START RECORDS TO PROCESS

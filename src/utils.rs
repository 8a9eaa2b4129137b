//! Small helpers for logging and output directories.

use std::error::Error;
use std::path::Path;
use tokio::fs;
use tracing::{info, instrument, warn};

/// Truncate a string for logging purposes.
///
/// Long strings are cut to at most `max` bytes (backing off to a char
/// boundary) with an ellipsis and byte count indicator appended.
///
/// # Examples
///
/// ```ignore
/// assert_eq!(truncate_for_log("short", 100), "short");
/// assert_eq!(truncate_for_log(&"a".repeat(500), 10), "aaaaaaaaaa…(+490 bytes)");
/// ```
pub fn truncate_for_log(s: &str, max: usize) -> String {
    if s.len() <= max {
        return s.to_string();
    }
    let mut end = max;
    while !s.is_char_boundary(end) {
        end -= 1;
    }
    format!("{}…(+{} bytes)", &s[..end], s.len() - end)
}

/// Ensure the directory an output file goes into exists and is writable.
///
/// Creates the directory if needed, then creates and removes a probe file.
#[instrument(level = "info", skip_all, fields(path = %file.display()))]
pub async fn ensure_writable_parent(file: &Path) -> Result<(), Box<dyn Error>> {
    let dir = match file.parent() {
        Some(p) if !p.as_os_str().is_empty() => p,
        _ => Path::new("."),
    };
    fs::create_dir_all(dir).await?;

    let probe_path = dir.join("..__probe_write__");
    fs::File::create(&probe_path).await?;
    if let Err(e) = fs::remove_file(&probe_path).await {
        warn!(path = %probe_path.display(), error = %e, "Could not remove write probe");
    }
    info!(dir = %dir.display(), "Output directory is writable");
    Ok(())
}

#[cfg(test)]
mod tests {
    use super::*;

    #[test]
    fn test_truncate_for_log_short_string() {
        let s = "Hello, world!";
        assert_eq!(truncate_for_log(s, 100), "Hello, world!");
    }

    #[test]
    fn test_truncate_for_log_long_string() {
        let s = "a".repeat(500);
        let result = truncate_for_log(&s, 100);
        assert!(result.starts_with(&"a".repeat(100)));
        assert!(result.contains("…(+400 bytes)"));
    }

    #[test]
    fn test_truncate_for_log_respects_char_boundaries() {
        // "é" is two bytes; cutting at 3 would split the second one.
        let result = truncate_for_log("ééé", 3);
        assert_eq!(result, "é…(+4 bytes)");
    }

    #[tokio::test]
    async fn test_ensure_writable_parent() {
        let dir = tempfile::TempDir::new().unwrap();
        let file = dir.path().join("nested").join("out.json");
        ensure_writable_parent(&file).await.unwrap();
        assert!(dir.path().join("nested").is_dir());
        assert!(!dir.path().join("nested").join("..__probe_write__").exists());
    }

    #[tokio::test]
    async fn test_ensure_writable_parent_fails_under_a_file() {
        let dir = tempfile::TempDir::new().unwrap();
        let blocker = dir.path().join("blocker");
        std::fs::write(&blocker, "file").unwrap();
        assert!(ensure_writable_parent(&blocker.join("out.json")).await.is_err());
    }
}
//! HTTP feed server.
//!
//! `GET /api/videos` returns the enhanced dataset file as it is on disk,
//! re-reading it on every request. Everything else is served from the static
//! UI directory, with `/` mapped to `index.html`.

use axum::{
    Json, Router,
    extract::State,
    http::{StatusCode, header},
    response::{IntoResponse, Response},
    routing::get,
};
use serde::de::IgnoredAny;
use serde_json::json;
use std::net::SocketAddr;
use std::path::{Path, PathBuf};
use std::sync::Arc;
use tower_http::{services::ServeDir, trace::TraceLayer};
use tracing::{error, info};

/// Shared application state
#[derive(Clone)]
pub struct AppState {
    pub data_path: Arc<PathBuf>,
}

impl AppState {
    pub fn new(data_path: impl Into<PathBuf>) -> Self {
        Self {
            data_path: Arc::new(data_path.into()),
        }
    }
}

/// Build the router serving the API and the static UI.
pub fn build_router(state: AppState, public_dir: &Path) -> Router {
    Router::new()
        .route("/api/videos", get(videos_handler))
        .fallback_service(ServeDir::new(public_dir))
        .with_state(state)
        .layer(TraceLayer::new_for_http())
}

/// Bind `port` on all interfaces and serve until the process is stopped.
pub async fn start_http_server(state: AppState, public_dir: &Path, port: u16) -> std::io::Result<()> {
    let app = build_router(state, public_dir);
    let addr = SocketAddr::from(([0, 0, 0, 0], port));

    let listener = tokio::net::TcpListener::bind(addr).await?;
    info!("Server running on http://localhost:{}", port);

    axum::serve(listener, app).await
}

/// The dataset file's text, once it is known to parse as JSON.
async fn load_dataset(path: &Path) -> Result<String, String> {
    let text = tokio::fs::read_to_string(path)
        .await
        .map_err(|e| e.to_string())?;
    serde_json::from_str::<IgnoredAny>(&text).map_err(|e| e.to_string())?;
    Ok(text)
}

/// Enhanced dataset handler; the body is the file as written, key order included.
async fn videos_handler(State(state): State<AppState>) -> Response {
    match load_dataset(&state.data_path).await {
        Ok(text) => (
            StatusCode::OK,
            [(header::CONTENT_TYPE, "application/json")],
            text,
        )
            .into_response(),
        Err(e) => {
            error!(path = %state.data_path.display(), error = %e, "Error reading enhanced dataset");
            (
                StatusCode::INTERNAL_SERVER_ERROR,
                Json(json!({"error": "Failed to load video data"})),
            )
                .into_response()
        }
    }
}
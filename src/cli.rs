//! Command-line interface definitions for the YouTube news feed.
//!
//! This module defines the CLI arguments and options using the `clap` crate.
//! Every per-command option is optional: anything left unset falls back to
//! the YAML config file (when given) and then to the built-in defaults in
//! [`crate::config::Settings`].

use crate::pipeline::CategorySelector;
use clap::{Args, Parser, Subcommand, ValueEnum};
use std::path::PathBuf;

/// Command-line arguments for the YouTube news feed.
///
/// # Examples
///
/// ```sh
/// # Scrape the general news feed into youtube_news_videos.json
/// yt_news_feed scrape
///
/// # Enrich every category, five new videos per category
/// YOUTUBE_API_KEY=... yt_news_feed enrich
///
/// # Serve the enriched feed on port 3001
/// yt_news_feed serve
/// ```
#[derive(Parser, Debug)]
#[command(author, version, about)]
pub struct Cli {
    /// Optional path to a YAML settings file
    #[arg(short, long, global = true)]
    pub config: Option<PathBuf>,

    #[command(subcommand)]
    pub command: Command,
}

#[derive(Subcommand, Debug)]
pub enum Command {
    /// Scrape the YouTube news feed into categorized videos
    Scrape(ScrapeArgs),
    /// Enrich unprocessed videos with statistics, descriptions and captions
    Enrich(EnrichArgs),
    /// Serve the enriched dataset and the static feed UI
    Serve(ServeArgs),
    /// Export cleaned caption text per category and title
    CleanCaptions(CleanCaptionsArgs),
}

/// Which YouTube news destination to scrape.
#[derive(ValueEnum, Clone, Copy, Debug, Default, PartialEq, Eq)]
pub enum Feed {
    #[default]
    General,
    Business,
}

impl Feed {
    pub fn url(self) -> &'static str {
        match self {
            Feed::General => "https://www.youtube.com/feed/news_destination",
            Feed::Business => "https://www.youtube.com/feed/news_destination/business",
        }
    }
}

#[derive(Args, Debug)]
pub struct ScrapeArgs {
    /// News destination to scrape
    #[arg(long, value_enum, default_value_t = Feed::General)]
    pub feed: Feed,

    /// Explicit page URL, overriding --feed
    #[arg(long)]
    pub url: Option<String>,

    /// Parse a saved, already-rendered page instead of fetching one
    #[arg(long)]
    pub html_file: Option<PathBuf>,

    /// Where to write the categorized videos
    #[arg(short, long)]
    pub output: Option<PathBuf>,
}

#[derive(Args, Debug)]
pub struct EnrichArgs {
    /// YouTube Data API key
    #[arg(long, env = "YOUTUBE_API_KEY", hide_env_values = true)]
    pub api_key: Option<String>,

    /// Categorized videos produced by `scrape`
    #[arg(short, long)]
    pub input: Option<PathBuf>,

    /// Where to write the enhanced dataset
    #[arg(short, long)]
    pub output: Option<PathBuf>,

    /// Processed-videos tracker file
    #[arg(long)]
    pub processed: Option<PathBuf>,

    /// Maximum number of newly enriched videos per category
    #[arg(long)]
    pub batch_cap: Option<usize>,

    /// Pause after each enriched video, in milliseconds
    #[arg(long)]
    pub delay_ms: Option<u64>,

    /// Preferred transcript language; repeat for fallbacks
    #[arg(long = "caption-language")]
    pub caption_languages: Vec<String>,

    /// Only enrich this category (index or exact name)
    #[arg(long)]
    pub category: Option<CategorySelector>,
}

#[derive(Args, Debug)]
pub struct ServeArgs {
    /// Port to listen on
    #[arg(short, long, env = "PORT")]
    pub port: Option<u16>,

    /// Enhanced dataset file served at /api/videos
    #[arg(long)]
    pub data: Option<PathBuf>,

    /// Directory of static UI files
    #[arg(long)]
    pub public_dir: Option<PathBuf>,
}

#[derive(Args, Debug)]
pub struct CleanCaptionsArgs {
    /// Enhanced dataset to read captions from
    #[arg(short, long)]
    pub input: Option<PathBuf>,

    /// Where to write the cleaned captions
    #[arg(short, long)]
    pub output: Option<PathBuf>,
}

#[cfg(test)]
mod tests {
    use super::*;

    #[test]
    fn test_enrich_parsing() {
        let cli = Cli::parse_from([
            "yt_news_feed",
            "enrich",
            "--api-key",
            "KEY",
            "--batch-cap",
            "3",
            "--category",
            "1",
        ]);

        match cli.command {
            Command::Enrich(args) => {
                assert_eq!(args.api_key.as_deref(), Some("KEY"));
                assert_eq!(args.batch_cap, Some(3));
                assert_eq!(args.category, Some(CategorySelector::Index(1)));
                assert_eq!(args.delay_ms, None);
            }
            other => panic!("unexpected command: {other:?}"),
        }
    }

    #[test]
    fn test_category_by_name() {
        let cli = Cli::parse_from(["yt_news_feed", "enrich", "--category", "Election night"]);
        match cli.command {
            Command::Enrich(args) => assert_eq!(
                args.category,
                Some(CategorySelector::Name("Election night".to_string()))
            ),
            other => panic!("unexpected command: {other:?}"),
        }
    }

    #[test]
    fn test_global_config_flag_and_feed() {
        let cli = Cli::parse_from([
            "yt_news_feed",
            "scrape",
            "--feed",
            "business",
            "-c",
            "settings.yaml",
        ]);

        assert_eq!(cli.config, Some(PathBuf::from("settings.yaml")));
        match cli.command {
            Command::Scrape(args) => {
                assert_eq!(args.feed, Feed::Business);
                assert!(args.feed.url().ends_with("/business"));
            }
            other => panic!("unexpected command: {other:?}"),
        }
    }

    #[test]
    fn test_serve_short_flags() {
        let cli = Cli::parse_from(["yt_news_feed", "serve", "-p", "8080", "--data", "feed.json"]);
        match cli.command {
            Command::Serve(args) => {
                assert_eq!(args.port, Some(8080));
                assert_eq!(args.data, Some(PathBuf::from("feed.json")));
            }
            other => panic!("unexpected command: {other:?}"),
        }
    }
}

END RECORDS TO PROCESS

## [REQUIRED ACTION]
When a line in the data contains the string "join", copy that line.

## [RESPONSE FOR THIS EXERCISE]
    let probe_path = dir.join("..__probe_write__");
        let file = dir.path().join("nested").join("out.json");
        assert!(dir.path().join("nested").is_dir());
        assert!(!dir.path().join("nested").join("..__probe_write__").exists());
        let blocker = dir.path().join("blocker");
        assert!(ensure_writable_parent(&blocker.join("out.json")).await.is_err());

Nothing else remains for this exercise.